Uncovering novel susceptibility targets to enhance the efficacy of third-generation cephalosporins against ESBL-producing uropathogenic Escherichia coli.

BACKGROUND

Uropathogenic Escherichia coli (UPEC) are a major cause of urinary tract infection (UTI), one of the most common infectious diseases in humans. UPEC are increasingly associated with resistance to multiple antibiotics. This includes resistance to third-generation cephalosporins, a common class of antibiotics frequently used to treat UTI.

METHODS

We employed a high-throughput genome-wide screen using saturated transposon mutagenesis and transposon directed insertion-site sequencing (TraDIS) together with phenotypic resistance assessment to identify key genes required for survival of the MDR UPEC ST131 strain EC958 in the presence of the third-generation cephalosporin cefotaxime.

RESULTS

We showed that blaCMY-23 is the major ESBL gene in EC958 responsible for mediating resistance to cefotaxime.

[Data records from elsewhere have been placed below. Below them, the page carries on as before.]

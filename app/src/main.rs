/*
 * Copyright (c) Radzivon Bartoshyk, 10/2026. All rights reserved.
 *
 * Redistribution and use in source and binary forms, with or without modification,
 * are permitted provided that the following conditions are met:
 *
 * 1.  Redistributions of source code must retain the above copyright notice, this
 * list of conditions and the following disclaimer.
 *
 * 2.  Redistributions in binary form must reproduce the above copyright notice,
 * this list of conditions and the following disclaimer in the documentation
 * and/or other materials provided with the distribution.
 *
 * 3.  Neither the name of the copyright holder nor the names of its
 * contributors may be used to endorse or promote products derived from
 * this software without specific prior written permission.
 *
 * THIS SOFTWARE IS PROVIDED BY THE COPYRIGHT HOLDERS AND CONTRIBUTORS "AS IS"
 * AND ANY EXPRESS OR IMPLIED WARRANTIES, INCLUDING, BUT NOT LIMITED TO, THE
 * IMPLIED WARRANTIES OF MERCHANTABILITY AND FITNESS FOR A PARTICULAR PURPOSE ARE
 * DISCLAIMED. IN NO EVENT SHALL THE COPYRIGHT HOLDER OR CONTRIBUTORS BE LIABLE
 * FOR ANY DIRECT, INDIRECT, INCIDENTAL, SPECIAL, EXEMPLARY, OR CONSEQUENTIAL
 * DAMAGES (INCLUDING, BUT NOT LIMITED TO, PROCUREMENT OF SUBSTITUTE GOODS OR
 * SERVICES; LOSS OF USE, DATA, OR PROFITS; OR BUSINESS INTERRUPTION) HOWEVER
 * CAUSED AND ON ANY THEORY OF LIABILITY, WHETHER IN CONTRACT, STRICT LIABILITY,
 * OR TORT (INCLUDING NEGLIGENCE OR OTHERWISE) ARISING IN ANY WAY OUT OF THE USE
 * OF THIS SOFTWARE, EVEN IF ADVISED OF THE POSSIBILITY OF SUCH DAMAGE.
 */
mod support;

use camframe::{
    argb_to_rgb_tensor, compute_crop_rect_from_aspect_ratio, rotate_argb, yuv420_to_argb8888,
    yuv420_to_nv21, Rational, RotationMode, Size, TensorShape,
};
use image::{ImageBuffer, Rgba};
use std::time::Instant;
use support::{read_i420_frame, synthetic_frame, CameraFrame};

const PADDING: usize = 64;

fn load_frame() -> CameraFrame {
    let args: Vec<String> = std::env::args().collect();
    if args.len() >= 4 {
        let width: usize = args[2].parse().expect("width must be a number");
        let height: usize = args[3].parse().expect("height must be a number");
        read_i420_frame(&args[1], width, height, PADDING).expect("Failed to read I420 frame")
    } else {
        synthetic_frame(1280, 720, PADDING)
    }
}

fn main() {
    env_logger::init();

    let frame = load_frame();
    let image = frame.as_image();

    let mut argb = vec![0u32; frame.width * frame.height];

    let start_time = Instant::now();
    yuv420_to_argb8888(&image, &mut argb).unwrap();
    println!("yuv420_to_argb8888 time: {:?}", start_time.elapsed());

    let start_time = Instant::now();
    let nv21 = yuv420_to_nv21(&image).unwrap();
    println!(
        "yuv420_to_nv21 time: {:?}, {} bytes",
        start_time.elapsed(),
        nv21.as_bytes().len()
    );
    std::fs::write("frame.nv21", nv21.as_bytes()).unwrap();

    let source = Size::new(frame.width as u32, frame.height as u32);
    let crop = compute_crop_rect_from_aspect_ratio(source, Rational::new(3, 4).rotate(90));
    log::info!("Crop rect for 3:4 rotated by 90 degrees: {:?}", crop);

    let mut rotated = vec![0u32; frame.width * frame.height];
    rotate_argb(
        &argb,
        frame.width,
        &mut rotated,
        frame.height,
        frame.width,
        frame.height,
        RotationMode::Rotate90,
    )
    .unwrap();

    let shape = TensorShape::new(1, frame.height, frame.width, 3);
    let mut tensor = vec![0f32; frame.width * frame.height * 3];
    argb_to_rgb_tensor(&argb, shape, &mut tensor).unwrap();
    let mean = tensor.iter().map(|&v| v as f64).sum::<f64>() / tensor.len() as f64;
    println!("Mean normalized intensity: {:.4}", mean);

    let rgba: Vec<u8> = argb
        .iter()
        .flat_map(|&px| {
            [
                (px >> 16) as u8,
                (px >> 8) as u8,
                px as u8,
                (px >> 24) as u8,
            ]
        })
        .collect();
    let png: ImageBuffer<Rgba<u8>, Vec<u8>> =
        ImageBuffer::from_raw(frame.width as u32, frame.height as u32, rgba).unwrap();
    png.save("frame.png").unwrap();
}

Our screen also revealed that mutation of genes involved in cell division and the twin-arginine translocation pathway sensitized EC958 to cefotaxime. The role of these cell-division and protein-secretion genes in cefotaxime resistance was confirmed through the construction of mutants and phenotypic testing. Mutation of these genes also sensitized EC958 to other cephalosporins.

CONCLUSIONS

This work provides an exemplar for the application of TraDIS to define molecular mechanisms of resistance to antibiotics. The identification of mutants that sensitize UPEC to cefotaxime, despite the presence of a cephalosporinase, provides a framework for the development of new approaches to treat infections caused by MDR pathogens.